Aralıksız yeni iş fikirleri ortaya atan ve hem yaratıcı hem de inovatif bir oluşum için bu fikirleri hayata geçirmeye çalışan bir girişimci, aynı zamanda tarladan tabağa bir yiyecek tutkunu alan Jean-Patrick Scheepers; “İklim krizi tüm markaların iletişimlerinde dikkat çekmeye başladıkları bir konu. Doğal kaynakların tükenmesi ile birlikte bireysel olarak temiz hava, su ve gıdaya ulaşmak 10 - 20 yıl sonra daha da zor hâle gelecek. Tüm bunları en aza indirgemek için de “Futuristik Tarım”dan faydalanmak, dikey tarım gibi yeni sistemleri uygulamak geleceğimizi kurtarmak için bir adım atmak anlamına geliyor.” sözleriyle iklim krizi için bireysel ve kolektif olarak mücadele edebileceğimizi vurguladı.

 

“ELEŞTİRDİĞİMİZ HER ŞEYİN SEBEBİ BİZKEN, ÇÖZÜM DE BİZİZ”

 

“Dünyayı Sadelik Kurtaracak” başlıklı oturumunun konuşmacıları arasında yer alan Belçim Bilgin, sözcülüğünü üstlendiği “Dünya Kadar Sade” projesiyle ilgili; “Bu proje benim kendi kişisel sadeleşme ihtiyacımla da kesişti. Süreci samimiyetle paylaştık. Asıl olanı ıskaladığımı, kendimle olan ilişkimi ıskaladığımı fark ettim.

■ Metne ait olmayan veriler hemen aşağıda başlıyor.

impl AnomalyDetector {
    pub fn new(config: &AnomalyDetectionConfig, detection: &DetectionConfig, tracker: Arc<ActivityTracker>) -> Self {
        Self {
            config: config.clone(),
            brute_force_enabled: detection.brute_force,
            enumeration_enabled: detection.enumeration,
            tracker,
            user_agent_patterns: compile_patterns(SUSPICIOUS_USER_AGENT_PATTERNS),
            endpoint_patterns: compile_patterns(SUSPICIOUS_ENDPOINT_PATTERNS),
            enumeration_path: compile_patterns(&[ENUMERATION_PATH_PATTERN]),
            login_patterns: compile_patterns(LOGIN_ENDPOINT_PATTERNS),
        }
    }

    pub fn is_enabled(&self) -> bool {
        self.config.enabled
    }

    /// Whether a positive verdict should lead to a ban, as far as this
    /// detector is concerned.
    pub fn auto_ban(&self) -> bool {
        self.config.auto_ban_on_anomaly
    }

    pub async fn evaluate(&self, address: &str, request: &RequestDescriptor) -> AnomalyAssessment {
        if !self.config.enabled {
            return AnomalyAssessment::default();
        }

        let mut score = 0.0;
        let mut signals = Vec::new();

        let window = self.config.request_rate_window_seconds;
        let request_count = self.tracker.request_count(address, Some(window)).await;
        let rate_exceeded = request_count > self.config.request_rate_threshold;
        if rate_exceeded {
            let excess = (request_count - self.config.request_rate_threshold) as f64;
            score += (excess * 2.0).min(RATE_EXCESS_CAP);
            signals.push(format!("High request rate: {} requests in {}s", request_count, window));
        }

        let endpoint_diversity = self.tracker.endpoint_diversity(address).await;
        let diversity_exceeded = endpoint_diversity > self.config.endpoint_diversity_threshold;
        if diversity_exceeded {
            let excess = (endpoint_diversity - self.config.endpoint_diversity_threshold) as f64;
            score += (excess * 1.5).min(DIVERSITY_EXCESS_CAP);
            signals.push(format!("High endpoint diversity: {} unique endpoints", endpoint_diversity));
        }

        let user_agent = request.effective_user_agent();
        let user_agent_score = self.user_agent_score(user_agent);
        if user_agent_score > 0.0 {
            score += user_agent_score;
            signals.push(format!(
                "Suspicious user agent: {}",
                user_agent.chars().take(50).collect::<String>()
            ));
        }

        let user_agent_diversity = self.tracker.user_agent_diversity(address).await;
        if user_agent_diversity > USER_AGENT_CHURN_LIMIT {
            score += (user_agent_diversity as f64 * 2.0).min(USER_AGENT_CHURN_CAP);
            signals.push(format!("Multiple user agents: {} unique UAs", user_agent_diversity));
        }

        let pattern = self.tracker.time_pattern(address).await;
        if pattern.burst_detected {
            score += BURST_SCORE;
            signals.push("Burst pattern detected".to_string());
        }
        if pattern.requests_per_minute > SUSTAINED_RATE_PER_MINUTE {
            score += SUSTAINED_RATE_SCORE;
            signals.push(format!("High request rate: {:.1} req/min", pattern.requests_per_minute));
        }

        if self.is_suspicious_endpoint(&request.url) {
            score += SUSPICIOUS_ENDPOINT_SCORE;
            signals.push(format!(
                "Suspicious endpoint: {}",
                request.url.chars().take(100).collect::<String>()
            ));
        }

        if self.enumeration_enabled && self.is_enumeration(request) {
            score += ENUMERATION_SCORE;
            signals.push("Enumeration pattern detected".to_string());
        }

        if self.brute_force_enabled && self.is_brute_force(address, &request.url).await {
            score += BRUTE_FORCE_SCORE;
            signals.push("Brute force pattern detected".to_string());
        }

        let is_anomalous = score >= self.config.behavior_score_threshold;
        let anomaly_type = is_anomalous.then(|| {
            if rate_exceeded {
                AnomalyType::HighRequestRate
            } else if diversity_exceeded {
                AnomalyType::EndpointEnumeration
            } else if user_agent_score > 0.0 {
                AnomalyType::SuspiciousUserAgent
            } else if pattern.burst_detected {
                AnomalyType::BurstAttack
            } else {
                AnomalyType::BehavioralAnomaly
            }
        });

        debug!(
            ip = address,
            behavior_score = score,
            signals = signals.len(),
            anomalous = is_anomalous,
            "Behavior scored"
        );

        AnomalyAssessment {
            is_anomalous,
            anomaly_type,
            behavior_score: score,
            signals,
        }
    }

    /// Score for the user agent alone, capped at 30.
    pub fn user_agent_score(&self, user_agent: &str) -> f64 {
        if user_agent.chars().count() < 3 {
            return MISSING_USER_AGENT_SCORE;
        }

        let families = self
            .user_agent_patterns
            .iter()
            .filter(|pattern| pattern.is_match(user_agent))
            .count();
        let mut score = families as f64 * self.config.suspicious_user_agent_score;

        if user_agent.chars().count() > OVERSIZED_USER_AGENT_LEN {
            score += OVERSIZED_USER_AGENT_SCORE;
        }

        score.min(USER_AGENT_CAP)
    }

    pub fn is_suspicious_endpoint(&self, endpoint: &str) -> bool {
        self.endpoint_patterns.iter().any(|pattern| pattern.is_match(endpoint))
    }

    pub fn is_enumeration(&self, request: &RequestDescriptor) -> bool {
        let numeric_key = request.query_params.iter().any(|(key, value)| {
            ENUMERATION_QUERY_KEYS.contains(&key.to_lowercase().as_str())
                && !value.is_empty()
                && value.chars().all(|c| c.is_ascii_digit())
        });

        numeric_key || self.enumeration_path.iter().any(|pattern| pattern.is_match(&request.url))
    }

    async fn is_brute_force(&self, address: &str, endpoint: &str) -> bool {
        if !self.login_patterns.iter().any(|pattern| pattern.is_match(endpoint)) {
            return false;
        }

        self.tracker
            .request_count(address, Some(BRUTE_FORCE_WINDOW_SECONDS))
            .await
            > BRUTE_FORCE_MIN_REQUESTS
    }
}
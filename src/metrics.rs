use axum::{http::StatusCode, response::Response, routing::get, Router};
use once_cell::sync::Lazy;
use prometheus::{
    Histogram, HistogramOpts, IntCounter, IntCounterVec, IntGauge, Opts, Registry, TextEncoder,
};

// Global metrics
pub static REGISTRY: Lazy<Registry> = Lazy::new(|| {
    let registry = Registry::new();

    registry.register(Box::new(DECISIONS_TOTAL.clone())).unwrap();
    registry.register(Box::new(BANS_TOTAL.clone())).unwrap();
    registry.register(Box::new(PAYLOAD_DETECTIONS.clone())).unwrap();
    registry.register(Box::new(ANOMALY_DETECTIONS.clone())).unwrap();
    registry.register(Box::new(EVALUATION_DURATION.clone())).unwrap();
    registry.register(Box::new(API_RATE_LIMITED.clone())).unwrap();
    registry.register(Box::new(BANNED_ADDRESSES.clone())).unwrap();
    registry.register(Box::new(TRACKED_ADDRESSES.clone())).unwrap();

    registry
});

pub static DECISIONS_TOTAL: Lazy<IntCounterVec> = Lazy::new(|| {
    IntCounterVec::new(
        Opts::new("gatewatch_decisions_total", "Evaluations by decision"),
        &["decision"],
    )
    .expect("metric can be created")
});

pub static BANS_TOTAL: Lazy<IntCounter> = Lazy::new(|| {
    IntCounter::new("gatewatch_bans_total", "Total number of bans created")
        .expect("metric can be created")
});

pub static PAYLOAD_DETECTIONS: Lazy<IntCounterVec> = Lazy::new(|| {
    IntCounterVec::new(
        Opts::new("gatewatch_payload_detections_total", "Malicious payloads by attack type"),
        &["attack_type"],
    )
    .expect("metric can be created")
});

pub static ANOMALY_DETECTIONS: Lazy<IntCounterVec> = Lazy::new(|| {
    IntCounterVec::new(
        Opts::new("gatewatch_anomaly_detections_total", "Behavioral anomalies by type"),
        &["anomaly_type"],
    )
    .expect("metric can be created")
});

pub static EVALUATION_DURATION: Lazy<Histogram> = Lazy::new(|| {
    Histogram::with_opts(
        HistogramOpts::new("gatewatch_evaluation_duration_seconds", "Evaluation duration in seconds")
            .buckets(vec![0.0001, 0.0005, 0.001, 0.005, 0.01, 0.025, 0.05, 0.1, 0.25, 0.5, 1.0]),
    )
    .expect("metric can be created")
});

pub static API_RATE_LIMITED: Lazy<IntCounterVec> = Lazy::new(|| {
    IntCounterVec::new(
        Opts::new("gatewatch_api_rate_limited_total", "API calls rejected by the rate limiter"),
        &["endpoint"],
    )
    .expect("metric can be created")
});

pub static BANNED_ADDRESSES: Lazy<IntGauge> = Lazy::new(|| {
    IntGauge::new("gatewatch_banned_addresses", "Number of live bans")
        .expect("metric can be created")
});

pub static TRACKED_ADDRESSES: Lazy<IntGauge> = Lazy::new(|| {
    IntGauge::new("gatewatch_tracked_addresses", "Number of addresses with activity records")
        .expect("metric can be created")
});

pub fn create_metrics_router() -> Router {
    Router::new().route("/metrics", get(metrics_handler))
}

pub fn render() -> Result<String, prometheus::Error> {
    let encoder = TextEncoder::new();
    let metric_families = REGISTRY.gather();
    encoder.encode_to_string(&metric_families)
}

async fn metrics_handler() -> Result<Response<String>, StatusCode> {
    match render() {
        Ok(output) => {
            let response = Response::builder()
                .status(200)
                .header("content-type", "text/plain; version=0.0.4")
                .body(output)
                .map_err(|_| StatusCode::INTERNAL_SERVER_ERROR)?;
            Ok(response)
        }
        Err(_) => Err(StatusCode::INTERNAL_SERVER_ERROR),
    }
}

Bakışım farklılaştı. Mutluluk ve tüketim denklemini gözümde netleştirdim. Daha rafine bir pencereden sorgulamamı sağladı. Ulaşımdan alışverişe her adımda daha akıllı hareket etmemi sağladı. “Dünya Kadar Sade” bunu amaçlıyor. Şu an dünyada olup biten ve eleştirdiğimiz her şeyin sebebi bizken, çözüm de biziz. Çözüm daha berrak bir bakış. Akıllı alışveriş konusunu açanın bir marka olması da bir hayli ilgi çekici. Marka adına büyük bir cesaret. Dünyayı daha iyi bir yer yapacağına inandığım bir yaklaşım.” ifadelerini kullandı.

 

“CİNSİYET AYRIMCILIĞI İLE İLGİLİ HER ŞEY ARTIK DEMODE OLMALI”

 

Brand Week Istanbul’un dördüncü gün kapanışı “21. Yüzyılda Farklı Olmak” başlıklı oturumla gerçekleşti. Oturumun konuşmacıları arasında yer alan Cem Yılmaz; “Cinsiyet ayrımcılığı ile ilgili her şey artık demode olmalı. Bizi bugün bir araya getiren fark yarattığımız düşüncesi. Umarım erkek dominantlığının son çırpınışlarındayızdır. İlham veren markalarla çalışmak beni çok mutlu ediyor. Benim kadar kadına önem veren markalarla bir araya gelmek bana da keyif veriyor. Her ne olursa olsun işimize yatırım yapmalıyız. İnsanların her zaman güldüğünü görebileceğim zamansız işler yapmak benim için en önemli şeylerden biri olmuştur” ifadelerini kullandı.